By ‘Majirata Latela
Local journalist Kananelo Boloetse and Advocate Lintle Tuke say they are more than ready to stand the tide in the Court of Appeal where the state is challenging the Constitutional Court’s judgment nullifying the recent recall of parliament Assembly and the declaring of a state of emergency.
The court earlier this week had ruled that the Recall of the Tenth Parliament Notice in terms of which the dissolved parliament was recalled to pass two Bills was beyond the powers of the King; in addition, the recalled parliament had no constitutional authority to debate and pass the two Bills.
The state has since appealed the judgement on the grounds that the Constitutional Court had erred in interrogating the merits that informed the declaration of the state of emergency.
According to court papers, the state argues that the Constitutional Court “attracted judicial overreach and consequent violation of the separation of powers doctrine.”
It adds: “The court erred and/or misdirected itself in concluding that it had jurisdiction to interrogate and/or probe polycentric issues that informed the recall of parliament.
“The court erred and/or misdirected itself by failing to weigh public interest dynamics as against the alleged breaches of the constitution.”

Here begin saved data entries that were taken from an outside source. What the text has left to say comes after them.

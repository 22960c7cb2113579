use std::time::Duration;

/// Configuration for a relay context.
#[derive(Debug, Clone, PartialEq)]
pub struct RelayConfiguration {
    /// Requested endpoint buffer duration (default: 2 ms).
    ///
    /// Shared-mode endpoints round this up to the engine's minimum period.
    pub buffer_duration: Duration,

    /// Sleep between polls when no capture packet is ready (default: 500 µs).
    pub poll_interval: Duration,

    /// Ask the platform for real-time scheduling on the relay thread (default: true).
    pub elevate_priority: bool,

    /// Global volume multiplier at construction, in [0, 1] (default: 1.0).
    pub initial_global_volume: f32,
}

impl RelayConfiguration {
    pub fn validate(&self) -> Result<(), String> {
        if self.buffer_duration.is_zero() {
            return Err("buffer duration must be positive".into());
        }
        if self.poll_interval.is_zero() {
            return Err("poll interval must be positive".into());
        }
        if !(0.0..=1.0).contains(&self.initial_global_volume) {
            return Err(format!(
                "global volume out of range: {}",
                self.initial_global_volume
            ));
        }
        Ok(())
    }
}

impl Default for RelayConfiguration {
    fn default() -> Self {
        Self {
            buffer_duration: Duration::from_millis(2),
            poll_interval: Duration::from_micros(500),
            elevate_priority: true,
            initial_global_volume: 1.0,
        }
    }
}
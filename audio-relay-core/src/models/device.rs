use std::fmt;

use serde::Serialize;

/// Stable identity of a playback endpoint.
///
/// On Windows this is the MMDevice endpoint ID string, which persists for the
/// same physical device across enumerations and reboots.
#[derive(Debug, Clone, PartialEq, Eq, Hash, PartialOrd, Ord, Serialize)]
#[serde(transparent)]
pub struct DeviceId(String);

impl DeviceId {
    pub fn new(id: impl Into<String>) -> Self {
        Self(id.into())
    }

    pub fn as_str(&self) -> &str {
        &self.0
    }
}

impl fmt::Display for DeviceId {
    fn fmt(&self, f: &mut fmt::Formatter<'_>) -> fmt::Result {
        f.write_str(&self.0)
    }
}

impl From<&str> for DeviceId {
    fn from(id: &str) -> Self {
        Self::new(id)
    }
}

impl From<String> for DeviceId {
    fn from(id: String) -> Self {
        Self(id)
    }
}

/// The role a tracked device currently holds. Every tracked device holds exactly one.
#[derive(Debug, Clone, Copy, PartialEq, Eq, Hash, Serialize)]
#[serde(rename_all = "lowercase")]
pub enum DeviceRole {
    Available,
    Source,
    Target,
}

impl fmt::Display for DeviceRole {
    fn fmt(&self, f: &mut fmt::Formatter<'_>) -> fmt::Result {
        let name = match self {
            Self::Available => "available",
            Self::Source => "source",
            Self::Target => "target",
        };
        f.write_str(name)
    }
}

/// A tracked device as presented to front-ends.
#[derive(Debug, Clone, PartialEq, Serialize)]
pub struct DeviceInfo {
    pub id: DeviceId,
    pub name: String,
    pub role: DeviceRole,
    /// Per-device volume factor; only Targets carry one. Above 1.0 when the
    /// device was louder than the global volume on becoming a Target.
    pub individual_volume: Option<f32>,
    /// `global * individual`, clamped; only Targets carry one.
    pub effective_volume: Option<f32>,
    pub has_volume_control: bool,
}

Speaking at a press conference in Maseru on Wednesday, Boloetse proclaimed that he and Tuke are still going to win the appeal “because it is constitutionally clear that there was no state of emergency.”
He said an expunging of the critical amendments in the Omnibus Bill is one of the reasons that prompted him to also want to challenge the state of emergency.
“If there was really a state of emergency then there was no need to form a consensus to agree that that there is state of emergency. Reforms have no deadline and after the elections there is still time to have conversations on the Omnibus Bill since the 10th parliament collapsed before passing the Bill,” he said.
Media Institute of Southern Africa (MISA) Lesotho chapter chairperson, Nkoale Oetsi Tšoana also showed that MISA Lesotho is totally weighing in on Boloetse and Advocate Tuke on the historic court battle. He said this is because when MISA went to file the same case, they found that the two had already lodged the fight in court.
Tšoana further stated that MISA was on the forefront of the media reforms and is also aware of the amendments that were removed from the Omnibus Bill. He said MISA is well aware that people who destroyed the media reforms have their own agenda and that the organisation was highly supportive of the two applicants.
“The nation has indicated that there is need for media reforms and the National Assembly is clear that they still need full control of the media and do not want freedom of the press. We have heard from the peripheries that some of the financial supporters of MISA are threatening to withdraw their support if MISA continues to support the case.
“We will not sell our souls just for money. We are here to stand for what is right for us as the media personnel. We will go by the principle and will not the detached from what we believe is the right thing to do,” Tšoana pointed out.
Advocate Tuke who is also the deputy chairperson of Law Society and was also in the National Reforms Authority (NRA) said after the publishing of a gazette recalling the National Assembly she scrutinized the law to establish whether such a recall was compliant with the constitution.
The Lower House was recalled to pass the two Bills following its dissolution.
“Looking at Constitutional Act section 23(1) is very clear on how dissolved parliament can be recalled. It shows only two reasons which are; when there is a war or when there is a state of emergency that threatens the life of the nation. Those are the only reasons why parliament can be recalled.
“When that parliament has been recalled it has to make resolutions that deal with the state of emergency. And the Prime Minister (Majoro) and his cabinet have clearly shown that there was no state of war but there two bills that were not passed had created state of emergency.
“This matter was strictly a legal matter to me and when I looked at the reasons that the King cited and directed parliament to work on during the time it was recalled, I found that those reasons are not inline with the Constitution. Looking at section 78 of the Constitution it gives parliament the power to make law under normal circumstances but during the state of emergency parliament is not allowed to make any laws but rather to concentrate on the state of emergency.
“After studying all this I then drafted an urgent application to the high court saying the court should declare the state of emergency by Prime Minster to be unconstitutional and also declare the recalling of the dissolved parliament unconstitutional especially because he directed parliament on what it should do.
“When I filed my case, I also realized that Parliament had already had its first sitting, that is when I included in my prayers that all the laws that will be enacted during that time be declared unconstitutional. This was because I looked that recalled parliament does not have the powers to make and enact laws,” Tuke said.
He added that when filing his case, he realized that Boloetse also had filed the same case and the court decided to combine the cases. He added that he then appeared in court and also represented Boloetse on the case.